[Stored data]
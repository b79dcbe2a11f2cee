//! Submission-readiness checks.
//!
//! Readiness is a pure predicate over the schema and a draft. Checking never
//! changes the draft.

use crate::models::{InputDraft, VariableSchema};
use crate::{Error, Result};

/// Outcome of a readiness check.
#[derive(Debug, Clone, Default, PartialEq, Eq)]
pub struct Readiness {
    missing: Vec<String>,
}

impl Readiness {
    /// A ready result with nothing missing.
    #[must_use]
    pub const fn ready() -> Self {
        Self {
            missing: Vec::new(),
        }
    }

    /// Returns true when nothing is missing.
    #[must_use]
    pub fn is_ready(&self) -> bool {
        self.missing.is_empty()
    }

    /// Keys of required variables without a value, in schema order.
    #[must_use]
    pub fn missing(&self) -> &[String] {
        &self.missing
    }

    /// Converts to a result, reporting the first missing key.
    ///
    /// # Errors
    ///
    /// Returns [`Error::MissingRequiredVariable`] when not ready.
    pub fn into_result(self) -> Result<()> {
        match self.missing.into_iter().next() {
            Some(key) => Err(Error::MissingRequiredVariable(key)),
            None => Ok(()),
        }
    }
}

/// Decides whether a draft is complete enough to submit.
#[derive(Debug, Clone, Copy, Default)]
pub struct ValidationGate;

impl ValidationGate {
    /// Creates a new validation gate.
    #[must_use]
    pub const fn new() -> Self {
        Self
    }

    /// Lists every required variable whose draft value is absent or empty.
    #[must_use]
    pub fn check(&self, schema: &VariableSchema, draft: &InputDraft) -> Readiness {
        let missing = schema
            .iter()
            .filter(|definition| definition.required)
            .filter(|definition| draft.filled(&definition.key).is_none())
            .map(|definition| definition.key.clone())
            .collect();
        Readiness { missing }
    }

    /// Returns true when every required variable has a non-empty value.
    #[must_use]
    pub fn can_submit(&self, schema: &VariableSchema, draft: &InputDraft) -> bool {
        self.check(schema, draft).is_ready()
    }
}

_Work request_:
Repeat every record above. Each one must match exactly.

_Response to this exercise_:
repository b79dcbe2a11f2cee
//! Submission-readiness checks.
//!
//! Readiness is a pure predicate over the schema and a draft. Checking never
//! changes the draft.

use crate::models::{InputDraft, VariableSchema};
use crate::{Error, Result};

/// Outcome of a readiness check.
#[derive(Debug, Clone, Default, PartialEq, Eq)]
pub struct Readiness {
    missing: Vec<String>,
}

impl Readiness {
    /// A ready result with nothing missing.
    #[must_use]
    pub const fn ready() -> Self {
        Self {
            missing: Vec::new(),
        }
    }

    /// Returns true when nothing is missing.
    #[must_use]
    pub fn is_ready(&self) -> bool {
        self.missing.is_empty()
    }

    /// Keys of required variables without a value, in schema order.
    #[must_use]
    pub fn missing(&self) -> &[String] {
        &self.missing
    }

    /// Converts to a result, reporting the first missing key.
    ///
    /// # Errors
    ///
    /// Returns [`Error::MissingRequiredVariable`] when not ready.
    pub fn into_result(self) -> Result<()> {
        match self.missing.into_iter().next() {
            Some(key) => Err(Error::MissingRequiredVariable(key)),
            None => Ok(()),
        }
    }
}

/// Decides whether a draft is complete enough to submit.
#[derive(Debug, Clone, Copy, Default)]
pub struct ValidationGate;

impl ValidationGate {
    /// Creates a new validation gate.
    #[must_use]
    pub const fn new() -> Self {
        Self
    }

    /// Lists every required variable whose draft value is absent or empty.
    #[must_use]
    pub fn check(&self, schema: &VariableSchema, draft: &InputDraft) -> Readiness {
        let missing = schema
            .iter()
            .filter(|definition| definition.required)
            .filter(|definition| draft.filled(&definition.key).is_none())
            .map(|definition| definition.key.clone())
            .collect();
        Readiness { missing }
    }

    /// Returns true when every required variable has a non-empty value.
    #[must_use]
    pub fn can_submit(&self, schema: &VariableSchema, draft: &InputDraft) -> bool {
        self.check(schema, draft).is_ready()
    }
}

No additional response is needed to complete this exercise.